= Too Much Light Makes the Baby Go Blind =

Theater production

Too Much Light Makes the Baby Go Blind: 30 Plays in 60 Minutes (Too Much Light or TML) is an experimental theatrical production created by Greg Allen and originally performed by the Neo-Futurist collective which Allen co-founded. TML opened in 1988 and was the longest running show in the history of theater in Chicago and was the only open-run Off-Off-Broadway show in New York.

Opening in Chicago December 2, 1988, the show ran 50 weekends of the year through 2016. As its subtitle states, TML consists of 30 original short plays performed in 60 minutes. All were written, directed, and performed by an ensemble. The plays tend to be a mixture of autobiography, performance art, and living newspaper.

==History==
Neo-Futurism as an aesthetic, as well as the format of TML, are both creations of Neo-Futurist Founding Director Greg Allen. The Neo-Futurism aesthetic is an updating of the early 20th century Italian Futurism movement with influences from Fluxus, Dada, Surrealism, Brecht, Boal, and performance art. Greg Allen came up with the name from a case study of a young autistic child who would smash light bulbs and repeat, "Too much light makes the baby go blind. Too much light makes the baby go blind." Later, when he was creating this show, the saying came back to his mind.

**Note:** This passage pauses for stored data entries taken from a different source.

//! # Workflow Bus - Topic Based Publish/Subscribe
//!
//! The only channel processors use to talk to each other.
//!
//! ## Delivery Rules
//!
//! - **Direct channel:** every topic has one bounded channel shared by all of
//!   its subscribers. Publishing is a non-blocking send.
//! - **Backpressure:** if the direct channel is full and the topic has no
//!   buffer, `publish` reports `BusError::TopicFull` for that topic and the
//!   payload is dropped. Producers never block.
//! - **Buffer:** a buffered topic queues overflow instead; queued payloads
//!   reach subscribers only after `drain_topics_buffer`.
//!
//! ```text
//! ┌──────────────┐                    ┌──────────────┐
//! │ Processor A  │                    │ Processor B  │
//! │              │    publish()       │              │
//! │              │ ──────┐            │              │
//! └──────────────┘       │            └──────────────┘
//!                        ▼                    ↑
//!                  ┌──────────────┐          │
//!                  │     Bus      │          │
//!                  │ topic→channel│ ─────────┘
//!                  └──────────────┘  subscribe()
//! ```
//!
//! Subscribers sharing a topic name compete for its payloads; each payload
//! is received once. Fan-out to several processors uses several topic names.

// Nursery lints that are too strict
#![allow(clippy::missing_const_for_fn)]
// Allow in tests
#![cfg_attr(test, allow(clippy::unwrap_used))]
#![cfg_attr(test, allow(clippy::expect_used))]
#![cfg_attr(test, allow(clippy::panic))]

pub mod error;
pub mod payload;
pub mod publisher;
pub mod subscriber;
pub mod topic;

// Re-export main types
pub use error::BusError;
pub use payload::Payload;
pub use publisher::{Bus, BusStats};
pub use subscriber::{SubscriptionError, TopicReceiver};
pub use topic::{Delivery, Topic};

/// Buffer capacity for topics created by `publish` before anyone subscribed.
pub const DEFAULT_TOPIC_BUFFER_CAPACITY: usize = 1000;
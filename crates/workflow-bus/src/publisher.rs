//! # Bus
//!
//! The registry of named topics and the publish/subscribe/drain operations.

use crate::error::BusError;
use crate::payload::Payload;
use crate::subscriber::TopicReceiver;
use crate::topic::{Delivery, Topic};
use crate::DEFAULT_TOPIC_BUFFER_CAPACITY;
use parking_lot::RwLock;
use std::collections::HashMap;
use std::sync::atomic::{AtomicU64, Ordering};
use std::sync::Arc;
use std::time::Duration;
use tokio::task::JoinHandle;
use tokio_util::sync::CancellationToken;
use tracing::{debug, info, warn};

/// Snapshot of bus counters.
#[derive(Debug, Clone, Copy, Default, PartialEq, Eq)]
pub struct BusStats {
    /// Payloads accepted into a direct channel.
    pub published: u64,
    /// Payloads queued into a topic buffer.
    pub buffered: u64,
    /// Payloads rejected (topic or buffer full).
    pub dropped: u64,
    /// Payloads moved from buffers into direct channels.
    pub drained: u64,
}

/// In-memory topic bus.
///
/// Topics are created on first reference and live as long as the bus.
/// Share it between processors behind an `Arc`.
pub struct Bus {
    /// Name -> topic registry.
    topics: RwLock<HashMap<String, Arc<Topic>>>,

    /// Buffer capacity for topics that are created by `publish`.
    default_buffer_capacity: usize,

    published: AtomicU64,
    buffered: AtomicU64,
    dropped: AtomicU64,
    drained: AtomicU64,
}

impl Bus {
    /// Create a bus with the default buffer capacity for publish-created topics.
    #[must_use]
    pub fn new() -> Self {
        Self::with_buffer_capacity(DEFAULT_TOPIC_BUFFER_CAPACITY)
    }

    /// Create a bus whose publish-created topics buffer up to `capacity`
    /// payloads. Zero disables buffering for those topics.
    #[must_use]
    pub fn with_buffer_capacity(capacity: usize) -> Self {
        Self {
            topics: RwLock::new(HashMap::new()),
            default_buffer_capacity: capacity,
            published: AtomicU64::new(0),
            buffered: AtomicU64::new(0),
            dropped: AtomicU64::new(0),
            drained: AtomicU64::new(0),
        }
    }

    fn topic_or_create(&self, name: &str, buffer_capacity: usize) -> Arc<Topic> {
        if let Some(topic) = self.topics.read().get(name) {
            return Arc::clone(topic);
        }

        let mut topics = self.topics.write();
        Arc::clone(topics.entry(name.to_string()).or_insert_with(|| {
            debug!(topic = name, "Topic created");
            Arc::new(Topic::new(name, buffer_capacity))
        }))
    }

    /// Subscribe to a topic.
    ///
    /// `direct_capacity` sizes the direct channel the first time the topic
    /// gets one; later subscribers share that channel unchanged. A non-zero
    /// `buffer_capacity` enables the topic buffer if it has none yet.
    pub fn subscribe(
        &self,
        name: &str,
        direct_capacity: usize,
        buffer_capacity: usize,
    ) -> Result<TopicReceiver, BusError> {
        if name.is_empty() {
            return Err(BusError::EmptyTopicName);
        }
        if direct_capacity == 0 {
            return Err(BusError::InvalidCapacity {
                topic: name.to_string(),
            });
        }

        let topic = self.topic_or_create(name, 0);
        let receiver = topic.attach(direct_capacity, buffer_capacity);

        debug!(
            topic = name,
            subscribers = topic.subscriber_count(),
            direct_capacity = ?topic.direct_capacity(),
            "New subscription created"
        );

        Ok(TopicReceiver::new(topic, receiver))
    }

    /// Publish a payload to a single topic.
    pub fn publish_one(&self, name: &str, payload: Payload) -> Result<Delivery, BusError> {
        if name.is_empty() {
            return Err(BusError::EmptyTopicName);
        }

        let topic = self.topic_or_create(name, self.default_buffer_capacity);
        match topic.offer(payload) {
            Ok(Delivery::Direct) => {
                self.published.fetch_add(1, Ordering::Relaxed);
                debug!(topic = name, "Payload published");
                Ok(Delivery::Direct)
            }
            Ok(Delivery::Buffered) => {
                self.buffered.fetch_add(1, Ordering::Relaxed);
                debug!(topic = name, buffer_len = topic.buffer_len(), "Payload buffered");
                Ok(Delivery::Buffered)
            }
            Err(e) => {
                self.dropped.fetch_add(1, Ordering::Relaxed);
                warn!(topic = name, error = %e, "Payload dropped");
                Err(e)
            }
        }
    }

    /// Publish a payload to every named topic.
    ///
    /// Fan-out is independent per topic: the returned list holds one error
    /// for each topic that rejected the payload and is empty on full success.
    pub fn publish<S: AsRef<str>>(&self, names: &[S], payload: &Payload) -> Vec<BusError> {
        names
            .iter()
            .filter_map(|name| self.publish_one(name.as_ref(), payload.clone()).err())
            .collect()
    }

    /// Move buffered payloads into direct channels wherever there is room.
    ///
    /// Returns the number of payloads moved.
    pub fn drain_topics_buffer(&self) -> usize {
        let topics: Vec<Arc<Topic>> = self.topics.read().values().cloned().collect();

        let moved: usize = topics
            .iter()
            .filter(|topic| topic.buffer_len() > 0)
            .map(|topic| {
                let moved = topic.drain();
                if moved > 0 {
                    debug!(topic = topic.name(), moved, remaining = topic.buffer_len(), "Buffer drained");
                }
                moved
            })
            .sum();

        self.drained.fetch_add(moved as u64, Ordering::Relaxed);
        moved
    }

    /// Drain all topic buffers every `period` until `token` is cancelled.
    ///
    /// The bus never drains by itself; this is an opt-in helper for
    /// integrators. Must be called from within a Tokio runtime.
    pub fn spawn_periodic_drain(
        self: &Arc<Self>,
        period: Duration,
        token: CancellationToken,
    ) -> JoinHandle<()> {
        let bus = Arc::clone(self);
        tokio::spawn(async move {
            let mut ticker = tokio::time::interval(period);
            ticker.set_missed_tick_behavior(tokio::time::MissedTickBehavior::Delay);
            info!(period_ms = period.as_millis() as u64, "Periodic buffer drain started");
            loop {
                tokio::select! {
                    () = token.cancelled() => break,
                    _ = ticker.tick() => {
                        bus.drain_topics_buffer();
                    }
                }
            }
            info!("Periodic buffer drain stopped");
        })
    }

    /// Look up a topic by name.
    #[must_use]
    pub fn topic(&self, name: &str) -> Option<Arc<Topic>> {
        self.topics.read().get(name).cloned()
    }

    /// Whether a topic with this name exists.
    #[must_use]
    pub fn has_topic(&self, name: &str) -> bool {
        self.topics.read().contains_key(name)
    }

    /// Names of all known topics, sorted.
    #[must_use]
    pub fn topic_names(&self) -> Vec<String> {
        let mut names: Vec<String> = self.topics.read().keys().cloned().collect();
        names.sort();
        names
    }

    /// Payloads waiting in a topic's buffer (0 for unknown topics).
    #[must_use]
    pub fn buffer_len(&self, name: &str) -> usize {
        self.topic(name).map_or(0, |t| t.buffer_len())
    }

    /// Active subscribers of a topic (0 for unknown topics).
    #[must_use]
    pub fn subscriber_count(&self, name: &str) -> usize {
        self.topic(name).map_or(0, |t| t.subscriber_count())
    }

    /// Buffer capacity given to topics created by `publish`.
    #[must_use]
    pub fn default_buffer_capacity(&self) -> usize {
        self.default_buffer_capacity
    }

    /// Counter snapshot.
    #[must_use]
    pub fn stats(&self) -> BusStats {
        BusStats {
            published: self.published.load(Ordering::Relaxed),
            buffered: self.buffered.load(Ordering::Relaxed),
            dropped: self.dropped.load(Ordering::Relaxed),
            drained: self.drained.load(Ordering::Relaxed),
        }
    }
}

impl Default for Bus {
    fn default() -> Self {
        Self::new()
    }
}

impl std::fmt::Debug for Bus {
    fn fmt(&self, f: &mut std::fmt::Formatter<'_>) -> std::fmt::Result {
        f.debug_struct("Bus")
            .field("topics", &self.topic_names())
            .field("stats", &self.stats())
            .finish()
    }
}
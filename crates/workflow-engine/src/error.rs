//! Error types for processors and handlers.
//!
//! Lifecycle problems (`ProcessorError`) are returned synchronously to the
//! caller of `Processor::start` or `Processor::subscribe`. Problems inside
//! the run loop (`HandlerError`) cannot be returned to anyone and are routed
//! to the processor's failure handler instead.

use crate::property::PropertyError;
use thiserror::Error;
use workflow_bus::BusError;
use workflow_telemetry::MetricError;

/// Errors from processor lifecycle operations.
#[derive(Debug, Error)]
pub enum ProcessorError {
    #[error("the processor has no handler applied")]
    NoHandlerApplied,

    #[error("nil context is not allowed when starting a processor")]
    NilContext,

    #[error("required properties not fulfilled: {0}")]
    RequiredPropertiesNotFulfilled(#[source] PropertyError),

    #[error("processor {0} is already running")]
    AlreadyRunning(u64),

    #[error("processor must be started from within a Tokio runtime")]
    NoRuntime,

    #[error("subscribe failed: {0}")]
    Subscribe(#[from] BusError),

    #[error("metric registration failed: {0}")]
    Metric(#[from] MetricError),

    #[error("processor {processor} failed to start: {source}")]
    Start {
        processor: String,
        #[source]
        source: Box<ProcessorError>,
    },
}

/// Errors returned by `Handler::handle`.
#[derive(Debug, Error)]
pub enum HandlerError {
    #[error("the processor needs an ingress to properly run")]
    IngressRequired,

    #[error("invalid payload: {0}")]
    InvalidPayload(String),

    #[error("failed to publish to {} topic(s): {}", .0.len(), join_errors(.0))]
    Publish(Vec<BusError>),

    #[error("io error: {0}")]
    Io(#[from] std::io::Error),

    #[error("json error: {0}")]
    Json(#[from] serde_json::Error),

    #[error(transparent)]
    Property(#[from] PropertyError),

    #[error(transparent)]
    Metric(#[from] MetricError),

    #[error(transparent)]
    Custom(#[from] Box<dyn std::error::Error + Send + Sync>),
}

fn join_errors(errors: &[BusError]) -> String {
    errors
        .iter()
        .map(ToString::to_string)
        .collect::<Vec<_>>()
        .join("; ")
}
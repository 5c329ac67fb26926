//! # Workflow Test Suite
//!
//! Cross-crate scenarios that need the bus, the engine and the bundled
//! handlers together.
//!
//! ## Structure
//!
//! ```text
//! tests/src/
//! └── integration/
//!     ├── support.rs              # Shared handlers and wait helpers
//!     ├── pubsub.rs               # Bus delivery, backpressure, buffering
//!     ├── processor_lifecycle.rs  # Identity, start preconditions, failures
//!     ├── e2e.rs                  # Processor to processor over the bus
//!     └── real_life.rs            # Directory → CSV → filter → stdout
//! ```
//!
//! ## Running Tests
//!
//! ```bash
//! cargo test -p workflow-tests
//! cargo test -p workflow-tests integration::real_life
//! ```

#![allow(dead_code)]

pub mod integration;
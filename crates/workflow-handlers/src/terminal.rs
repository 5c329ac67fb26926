//! Terminal output.

use crate::output::Output;
use std::sync::Arc;
use workflow_bus::Payload;
use workflow_engine::{
    async_trait, Configuration, Handler, HandlerContext, HandlerError, PropertyError,
};
use workflow_telemetry::MetricProvider;

/// Prints every payload on standard output.
///
/// Properties:
/// - `forward` (bool, default false): also publish the payload to egress.
pub struct StdoutHandler {
    cfg: Configuration,
    forward: bool,
    output: Output,
}

impl StdoutHandler {
    #[must_use]
    pub fn new() -> Self {
        let cfg = Configuration::new();
        // Declared on a fresh configuration, cannot collide.
        let _ = cfg.add_property_with_default(
            "forward",
            "publish printed payloads to the egress topics",
            false,
            false,
        );
        Self {
            cfg,
            forward: false,
            output: Output::default(),
        }
    }

    /// Payloads forwarded so far.
    #[must_use]
    pub fn forwarded(&self) -> f64 {
        self.output.count()
    }
}

impl Default for StdoutHandler {
    fn default() -> Self {
        Self::new()
    }
}

#[async_trait]
impl Handler for StdoutHandler {
    fn name(&self) -> &'static str {
        "stdout"
    }

    async fn handle(
        &self,
        ctx: &HandlerContext,
        payload: Option<Payload>,
        egress: &[String],
    ) -> Result<(), HandlerError> {
        let payload = payload.ok_or(HandlerError::IngressRequired)?;
        println!("{}", payload.as_text());
        if self.forward {
            self.output.emit(ctx, egress, &payload)?;
        }
        Ok(())
    }

    fn configuration(&self) -> &Configuration {
        &self.cfg
    }

    fn validate_configuration(&mut self) -> Result<(), PropertyError> {
        self.cfg.validate()?;
        self.forward = self.cfg.get_bool("forward").unwrap_or(false);
        Ok(())
    }

    fn set_metric_provider(&mut self, provider: Arc<dyn MetricProvider>, label: &str) {
        self.output.attach(provider, label);
    }
}
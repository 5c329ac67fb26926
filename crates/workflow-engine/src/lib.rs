//! # Workflow Engine
//!
//! Processors, the handler contract they drive, and the configuration
//! properties handlers declare.
//!
//! ## Architecture
//!
//! ```text
//!   ingress topics ──→ ┌───────────────────────────────┐ ──→ egress topics
//!                      │ Processor (id, name)          │
//!   interval tick ───→ │   └─ Handler::handle(payload) │
//!                      └───────────────┬───────────────┘
//!                                      │ HandlerError
//!                                      ↓
//!                              Failure → failure handler
//! ```
//!
//! Processors never call each other; everything crosses the bus.
//!
//! ## Quick Start
//!
//! ```ignore
//! let bus = Arc::new(Bus::new());
//! let mut printer = Processor::new("printer", Arc::clone(&bus), &[]);
//! printer.set_handler(MyHandler::default());
//! printer.subscribe(&["lines"])?;
//! printer.start(Some(CancellationToken::new()))?;
//! ```

// Nursery lints that are too strict
#![allow(clippy::missing_const_for_fn)]
// Allow in tests
#![cfg_attr(test, allow(clippy::unwrap_used))]
#![cfg_attr(test, allow(clippy::expect_used))]
#![cfg_attr(test, allow(clippy::panic))]

pub mod config;
pub mod error;
pub mod failure;
pub mod handler;
pub mod processor;
pub mod property;
pub mod workflow;

// Re-export main types
pub use config::EngineConfig;
pub use error::{HandlerError, ProcessorError};
pub use failure::{default_failure_handler, print_failure, Failure, FailureHandler};
pub use handler::{Handler, HandlerContext};
pub use processor::Processor;
pub use property::{Configuration, Property, PropertyError, PropertyKind, PropertyValue};
pub use workflow::Workflow;

// Handler implementors need these alongside the trait.
pub use async_trait::async_trait;
pub use tokio_util::sync::CancellationToken;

Subsequent productions were staged by branches of the Neo-Futurists in New York (1995-1998, 2004-2016), San Francisco (2013-2016), and Montreal (2007-2012). A London production was staged in 2016 as part of plans for a permanent UK-based ensemble.

From 1990 to 2014, numerous volumes of plays from the show have been published. The book "Too Much Light Makes the Baby Go Blind: 90 Plays from the First 25 Years" published by Playscripts has been produced all over the world with over 100 productions a year.

In November 2016, Allen revoked the Chicago Neo-Futurists' rights to perform Too Much Light in a public announcement citing his desire to use his "most effective artistic vehicle...to combat the Trump administration and all of its cohorts." Allen's revocation of the performance rights did not extend to the New York, San Francisco, and London branches of the Neo-Futurists. However, in solidarity with the Chicago branch, the New York and San Francisco branches ended their runs of Too Much Light. All three ensembles continue to develop and perform their own two-minute plays in a late night show called The Infinite Wrench, which premiered in 2017, while the London ensemble Degenerate Fox performs the similar show The Dirty Thirty.

Allen subsequently co-founded with Christina Killmar the Detroit-based UnTheatre Company, which produced Too Much Light sporadically until 2024.

==Tone of the show==
The show is the work of the Neo-Futurism movement, a variant of the Italian Futurism movement and reflects their aesthetic of non-illusory theater, where, as Allen states it, "all of our plays are 'set' on the stage in front of the audience. All of our 'characters' are ourselves... We do not aim to 'suspend the audience's disbelief' but to create a world where the stage is a continuation of daily life."

==Structure==
The structure of TML since 1988 has remained consistent: a random ticket price for the show is determined by the roll of a die with a fixed amount (currently $9 for the Detroit show) being added for each person. Upon payment, a member of the ensemble wearing noise-canceling headphones asks "What's your name?" of the audience member before giving them a name tag with an erroneous or approximate "name" on it. Audience members are then given a "menu" of the play titles for that evening from which the plays are selected by audience members calling out their number - the first number heard by the ensemble being the play performed. Plays begin with the word "Go!" and end when a member of the cast calls "Curtain!" Many of the plays contain elements of randomness and audience interaction. The list of plays is perpetually rotating. Every week between two and twelve plays (determined by two rolls of a die by someone in the audience) are removed from the "menu" and replaced with new plays, written and staged over the course of the week.

As part of an interactive tradition, when a particular evening sells out, the cast orders pizza from a local restaurant, allowing the audience to order toppings. "When we sell out, we order out!" Only a single pizza is ordered, however, which the entire audience must share.